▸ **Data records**
#####
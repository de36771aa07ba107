//! The tar family: plain, gzip, bzip2, xz, and zstd.

use std::fs::File;
use std::io::{self, BufWriter, Read, Write};
use std::path::{Path, PathBuf};

use tempfile::NamedTempFile;

use crate::error::Result;
use crate::sink::{Sink, SinkOptions, output_parent};

/// Compressor wrapped around the tar stream.
#[derive(Debug, Clone, Copy, PartialEq, Eq)]
pub enum TarCompression {
    /// No compression.
    None,
    /// gzip via flate2.
    Gzip,
    /// bzip2.
    Bzip2,
    /// xz (lzma2).
    Xz,
    /// zstd.
    Zstd,
}

/// A writer that can flush its compressor trailer through a trait object.
trait FinishWrite: Write + Send {
    fn finish_box(self: Box<Self>) -> io::Result<()>;
}

impl FinishWrite for BufWriter<File> {
    fn finish_box(mut self: Box<Self>) -> io::Result<()> {
        self.flush()
    }
}

impl FinishWrite for flate2::write::GzEncoder<BufWriter<File>> {
    fn finish_box(self: Box<Self>) -> io::Result<()> {
        self.finish()?.flush()
    }
}

impl FinishWrite for bzip2::write::BzEncoder<BufWriter<File>> {
    fn finish_box(self: Box<Self>) -> io::Result<()> {
        self.finish()?.flush()
    }
}

impl FinishWrite for xz2::write::XzEncoder<BufWriter<File>> {
    fn finish_box(self: Box<Self>) -> io::Result<()> {
        self.finish()?.flush()
    }
}

impl FinishWrite for zstd::stream::Encoder<'static, BufWriter<File>> {
    fn finish_box(self: Box<Self>) -> io::Result<()> {
        self.finish()?.flush()
    }
}

/// Tar-family sink.
///
/// Headers are POSIX ustar; the `tar` crate falls back to GNU long-name
/// extension entries only when a path or link target overflows the ustar
/// fields. Under the reproducibility policy uid/gid are zero, uname/gname
/// empty, and mtimes zero (gzip streams carry no name or mtime either —
/// flate2's defaults).
pub struct TarSink {
    builder: tar::Builder<Box<dyn FinishWrite>>,
    tmp: NamedTempFile,
    output: PathBuf,
    reproducible: bool,
}

impl std::fmt::Debug for TarSink {
    fn fmt(&self, f: &mut std::fmt::Formatter<'_>) -> std::fmt::Result {
        f.debug_struct("TarSink")
            .field("output", &self.output)
            .finish_non_exhaustive()
    }
}

impl TarSink {
    /// Open a tar sink writing through `compression` to a temp file next
    /// to `output`.
    ///
    /// # Errors
    ///
    /// I/O errors creating the temp file or compressor.
    pub fn create(output: &Path, compression: TarCompression, options: &SinkOptions) -> Result<Self> {
        let tmp = NamedTempFile::new_in(output_parent(output))?;
        let file = BufWriter::new(tmp.reopen()?);
        let level = options.compress_level;

        let writer: Box<dyn FinishWrite> = match compression {
            TarCompression::None => Box::new(file),
            TarCompression::Gzip => Box::new(flate2::write::GzEncoder::new(
                file,
                flate2::Compression::new(level.clamp(0, 9)),
            )),
            TarCompression::Bzip2 => Box::new(bzip2::write::BzEncoder::new(
                file,
                bzip2::Compression::new(level.clamp(1, 9)),
            )),
            TarCompression::Xz => Box::new(xz2::write::XzEncoder::new(file, level.clamp(0, 9))),
            // zstd level 0 means "the library default" (3).
            TarCompression::Zstd => {
                Box::new(zstd::stream::Encoder::new(file, level as i32)?)
            }
        };

        let mut builder = tar::Builder::new(writer);
        builder.follow_symlinks(false);
        Ok(Self {
            builder,
            tmp,
            output: output.to_path_buf(),
            reproducible: options.reproducible,
        })
    }

    fn header(&self, mode: u32, mtime: u64, size: u64) -> tar::Header {
        let mut header = tar::Header::new_ustar();
        header.set_mode(mode & 0o7777);
        header.set_size(size);
        header.set_uid(0);
        header.set_gid(0);
        header.set_mtime(if self.reproducible { 0 } else { mtime });
        header
    }
}

impl Sink for TarSink {
    fn add_directory(&mut self, arcname: &Path, mode: u32, mtime: u64) -> Result<()> {
        let mut header = self.header(mode, mtime, 0);
        header.set_entry_type(tar::EntryType::Directory);
        // Directory members carry a trailing slash by convention.
        let arcname = PathBuf::from(format!("{}/", arcname.display()));
        self.builder.append_data(&mut header, arcname, io::empty())?;
        Ok(())
    }

    fn add_regular(
        &mut self,
        arcname: &Path,
        mode: u32,
        mtime: u64,
        size: u64,
        content: &mut dyn Read,
    ) -> Result<()> {
        let mut header = self.header(mode, mtime, size);
        header.set_entry_type(tar::EntryType::Regular);
        self.builder.append_data(&mut header, arcname, content)?;
        Ok(())
    }

    fn add_symlink(&mut self, arcname: &Path, mode: u32, mtime: u64, target: &Path) -> Result<()> {
        let mut header = self.header(mode, mtime, 0);
        header.set_entry_type(tar::EntryType::Symlink);
        self.builder.append_link(&mut header, arcname, target)?;
        Ok(())
    }

    fn finalize(self: Box<Self>) -> Result<()> {
        let Self {
            mut builder,
            tmp,
            output,
            ..
        } = *self;
        builder.finish()?;
        builder.into_inner()?.finish_box()?;
        tmp.persist(&output).map_err(|e| e.error)?;
        tracing::debug!(output = %output.display(), "tar sink finalized");
        Ok(())
    }

    fn abort(self: Box<Self>) {
        // NamedTempFile unlinks on drop.
        drop(self);
    }
}
//! envpack - pack an installed environment into a relocatable archive.
//!
//! Thin front-end over [`envpack_core`]: argument parsing, a console
//! reporter, and exit-code mapping. All policy lives in the core crate.

pub mod progress;

use std::path::PathBuf;
use std::sync::atomic::AtomicBool;

use anyhow::Context;
use clap::Parser;

use envpack_core::config::ParcelOptions;
use envpack_core::{ArchiveFormat, CondaMetaOracle, PackConfig, SquashfsCodec};

use crate::progress::ConsoleReporter;

/// Command-line surface. Mirrors the core configuration record one to one.
#[derive(Debug, Parser)]
#[command(name = "envpack")]
#[command(author, version, about = "Pack an installed environment into a relocatable archive")]
pub struct Cli {
    /// Full path to the environment to pack
    #[arg(short, long, value_name = "PATH", conflicts_with = "name")]
    pub prefix: Option<PathBuf>,

    /// Name of a registered environment to pack
    #[arg(short, long, value_name = "NAME")]
    pub name: Option<String>,

    /// Output path; the extension selects the format unless --format is given
    #[arg(short, long, value_name = "PATH")]
    pub output: Option<PathBuf>,

    /// Output format [possible: infer, zip, tar, tar.gz, tar.bz2, tar.xz,
    /// tar.zst, squashfs, parcel, no-archive]
    #[arg(long, default_value = "infer")]
    pub format: String,

    /// Compression level, 0-9; interpretation depends on the format
    #[arg(long, default_value_t = 4, value_name = "LEVEL")]
    pub compress_level: u32,

    /// Worker threads; -1 uses all cores, 0 or 1 runs serially
    #[arg(short = 'j', long, default_value_t = -1, value_name = "N", allow_hyphen_values = true)]
    pub n_threads: i32,

    /// Directory prefix under which all entries are stored in the archive
    #[arg(long, value_name = "PATH")]
    pub arcroot: Option<PathBuf>,

    /// Destination prefix on the target host
    #[arg(short = 'd', long, value_name = "PATH")]
    pub dest_prefix: Option<String>,

    /// Drop packages installed in editable mode instead of failing
    #[arg(long)]
    pub ignore_editable_packages: bool,

    /// Demote missing managed files to warnings
    #[arg(long)]
    pub ignore_missing_files: bool,

    /// Pack even when files record a different install prefix
    #[arg(long)]
    pub force_cross_prefix: bool,

    /// Include unmanaged files under the package manager's bookkeeping
    /// directories
    #[arg(long)]
    pub unmanaged: bool,

    /// Drop files whose paths exceed the archive format's limit
    #[arg(long)]
    pub ignore_long_paths: bool,

    /// Overwrite existing output and create missing parent directories
    #[arg(short, long)]
    pub force: bool,

    /// Force timestamp/ownership normalization on
    #[arg(long, conflicts_with = "no_reproducible")]
    pub reproducible: bool,

    /// Force timestamp/ownership normalization off
    #[arg(long)]
    pub no_reproducible: bool,

    /// Glob of paths to leave out (repeatable)
    #[arg(long = "exclude", value_name = "GLOB")]
    pub excludes: Vec<String>,

    /// Glob of paths to keep even when excluded (repeatable)
    #[arg(long = "include", value_name = "GLOB")]
    pub includes: Vec<String>,

    /// SquashFS codec [possible: none, zstd, xz]; derived from the level
    /// when omitted
    #[arg(long, value_name = "CODEC")]
    pub squashfs_codec: Option<String>,

    /// Parcel name (parcel format only)
    #[arg(long, value_name = "NAME")]
    pub parcel_name: Option<String>,

    /// Parcel version (parcel format only)
    #[arg(long, value_name = "VERSION")]
    pub parcel_version: Option<String>,

    /// Parcel distribution tag, e.g. el7 (parcel format only)
    #[arg(long, value_name = "DISTRO")]
    pub parcel_distribution: Option<String>,

    /// Parcel repository root on the target host (parcel format only)
    #[arg(long, value_name = "PATH")]
    pub parcel_root: Option<String>,

    /// Apply the deferred rewrites to an already-extracted tree and exit
    #[arg(long, value_name = "DIR")]
    pub unpack: Option<PathBuf>,

    /// Only log warnings and errors
    #[arg(short, long)]
    pub quiet: bool,
}

impl Cli {
    /// Translate the parsed arguments into the core configuration record.
    ///
    /// # Errors
    ///
    /// Invalid `--format` or `--squashfs-codec` values.
    pub fn into_config(self) -> anyhow::Result<PackConfig> {
        let format = match self.format.as_str() {
            "infer" => None,
            other => Some(ArchiveFormat::parse(other)?),
        };
        let squashfs_codec = match self.squashfs_codec.as_deref() {
            None => None,
            Some("none") => Some(SquashfsCodec::None),
            Some("zstd") => Some(SquashfsCodec::Zstd),
            Some("xz") => Some(SquashfsCodec::Xz),
            Some(other) => anyhow::bail!("unknown squashfs codec '{other}'"),
        };
        let reproducible = match (self.reproducible, self.no_reproducible) {
            (true, _) => Some(true),
            (_, true) => Some(false),
            _ => None,
        };
        Ok(PackConfig {
            prefix: self.prefix,
            name: self.name,
            output: self.output,
            format,
            compress_level: self.compress_level,
            n_threads: self.n_threads,
            arcroot: self.arcroot,
            dest_prefix: self.dest_prefix,
            ignore_editable_packages: self.ignore_editable_packages,
            ignore_missing_files: self.ignore_missing_files,
            force_cross_prefix: self.force_cross_prefix,
            unmanaged: self.unmanaged,
            ignore_long_paths: self.ignore_long_paths,
            force: self.force,
            reproducible,
            includes: self.includes,
            excludes: self.excludes,
            squashfs_codec,
            parcel: ParcelOptions {
                name: self.parcel_name,
                version: self.parcel_version,
                distribution: self.parcel_distribution,
                root: self.parcel_root,
            },
        })
    }
}

/// Run the CLI to completion.
///
/// # Errors
///
/// Any fatal pack error, with context; the binary maps this to a non-zero
/// exit code.
pub fn run(cli: Cli) -> anyhow::Result<()> {
    if let Some(root) = cli.unpack.clone() {
        let patched = envpack_core::apply_unpack(&root, None)
            .with_context(|| format!("failed to finish unpacking '{}'", root.display()))?;
        println!("Applied deferred rewrites to {patched} file(s)");
        return Ok(());
    }

    let quiet = cli.quiet;
    let config = cli.into_config()?;
    let reporter = ConsoleReporter::new(quiet);
    let cancel = AtomicBool::new(false);

    let outcome = envpack_core::pack(&config, &CondaMetaOracle, &reporter, &cancel)?;
    if !quiet {
        println!(
            "Packed {} package(s), {} member(s) into '{}'",
            outcome.packages,
            outcome.members,
            outcome.output.display()
        );
    }
    Ok(())
}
#####
Go through the records line by line, and copy each line that holds the string "println".

▸ **OUTPUT BELOW**
        println!("Applied deferred rewrites to {patched} file(s)");
        println!(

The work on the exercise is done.